Most analysts believe demand will moderate but continue to grow at a pace of around 3% – 4%, helped by still robust, albeit slowing, demand from China which consumes 45% of the world’s copper.
But on the supply side is where things start to get murky.
The majority of analysts expect copper to move into a surplus this year with as much as 400,000 excess tonnes on the market.
Others, like Christine Meilton, principal consultant on copper supply at commodities researcher CRU Group, predict a tiny deficit this year, before a shift to more substantial surplus of 260,000 tonnes next year.
There is little consensus about 2016 too with investment bank Citi for one predicting a deficit next year.
The copper industry has a long history of these supply-side surprises.
Typical disruptions associated with adverse weather, technical problems, power shortages or labour activity coupled with falling grades and dirty concentrates at old mines make forecasting a tough proposition.
Add to those factors project deferrals, commissioning delays, slower ramp-ups, mothballing and downsizing of mine plans due to the declining price environment of the last two-three years and it becomes easier to understand why forecasts are all over the place.
Meilton says CRU allows for an annual disruption allowance at the beginning of the year of 6% – 7% which is then adjusted on a quarterly basis throughout the year. The consultancy also allows for a 3.5% swing in refined output.

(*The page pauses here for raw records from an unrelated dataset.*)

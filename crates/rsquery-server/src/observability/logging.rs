//! Structured logging configuration.
//!
//! Dispatch rounds run inside a `dispatch_round` span, so every resolver
//! call is attributed to the round that issued it. Setting `logging.spans`
//! also logs when each round starts and ends.
//!
//! # Log Format
//!
//! When JSON formatting is enabled, log entries are output as JSON objects:
//!
//! ```json
//! {"timestamp":"2026-01-15T10:30:00.000Z","level":"DEBUG","target":"rsquery_domain::dispatcher::round","fields":{"message":"invoking resolver","resolver":"users","batch_size":3}}
//! ```

use std::str::FromStr;

use tracing::Level;
use tracing_subscriber::{
    fmt::{self, format::FmtSpan},
    prelude::*,
    EnvFilter,
};

use crate::config::LoggingSettings;

/// Configuration for structured logging.
#[derive(Debug, Clone)]
pub struct LoggingConfig {
    /// Whether to use JSON format (true) or text format (false)
    pub json_format: bool,
    /// The default log level if RUST_LOG is not set
    pub default_level: Level,
    /// Whether to include span events (enter/exit)
    pub include_spans: bool,
}

impl Default for LoggingConfig {
    fn default() -> Self {
        Self {
            json_format: false,
            default_level: Level::INFO,
            include_spans: false,
        }
    }
}

impl LoggingConfig {
    /// Builds the logging configuration described by the settings section.
    ///
    /// An unparseable level falls back to INFO; [`ServerConfig::validate`]
    /// rejects those before they get here.
    ///
    /// [`ServerConfig::validate`]: crate::config::ServerConfig::validate
    pub fn from_settings(settings: &LoggingSettings) -> Self {
        Self {
            json_format: settings.json,
            default_level: Level::from_str(&settings.level).unwrap_or(Level::INFO),
            include_spans: settings.spans,
        }
    }
}

/// Initialize the logging subsystem with the given configuration.
///
/// Returns false if a global subscriber was already installed, in which
/// case the call has no effect.
pub fn init_logging(config: LoggingConfig) -> bool {
    let filter = EnvFilter::try_from_default_env()
        .unwrap_or_else(|_| EnvFilter::new(config.default_level.to_string()));

    let span_events = if config.include_spans {
        FmtSpan::ENTER | FmtSpan::EXIT
    } else {
        FmtSpan::NONE
    };

    let installed = if config.json_format {
        tracing_subscriber::registry()
            .with(filter)
            .with(
                fmt::layer()
                    .json()
                    .with_span_events(span_events)
                    .with_current_span(true)
                    .with_target(true)
                    .with_file(false)
                    .with_line_number(false),
            )
            .try_init()
    } else {
        tracing_subscriber::registry()
            .with(filter)
            .with(
                fmt::layer()
                    .pretty()
                    .with_span_events(span_events)
                    .with_target(true),
            )
            .try_init()
    };

    installed.is_ok()
}

/// Creates a JSON subscriber writing to `writer`, for capturing log output
/// in tests.
pub fn create_json_subscriber<W>(writer: W) -> impl tracing::Subscriber + Send + Sync
where
    W: for<'writer> tracing_subscriber::fmt::MakeWriter<'writer> + Send + Sync + 'static,
{
    tracing_subscriber::registry()
        .with(EnvFilter::new("trace"))
        .with(
            fmt::layer()
                .json()
                .with_writer(writer)
                .with_target(true)
                .with_current_span(true),
        )
}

Last year saw a number of unforeseen events, including the dispute in Indonesia about copper export taxes, impacting supply patterns while Q1 2015 brought its own surprises.
Top producer Chile swung from severe drought to the country’s worst floods in 80 years in March shutting down mines with a combined 1.6 million tonnes of capacity while a massive mill failure at Olympic Dam in Australia will take 70,000 tonnes off the market.
However, Meilton doesn’t think more frequent supply disruptions are necessarily a trend: “The Chile floods did not amount to a huge loss of copper – probably around the 50,000 tonnes mark. It had disrupted logistics so there may be delays getting it to market. Olympic Dam in terms of global output [of 20 million tonnes] will not have a dramatic impact on supply.”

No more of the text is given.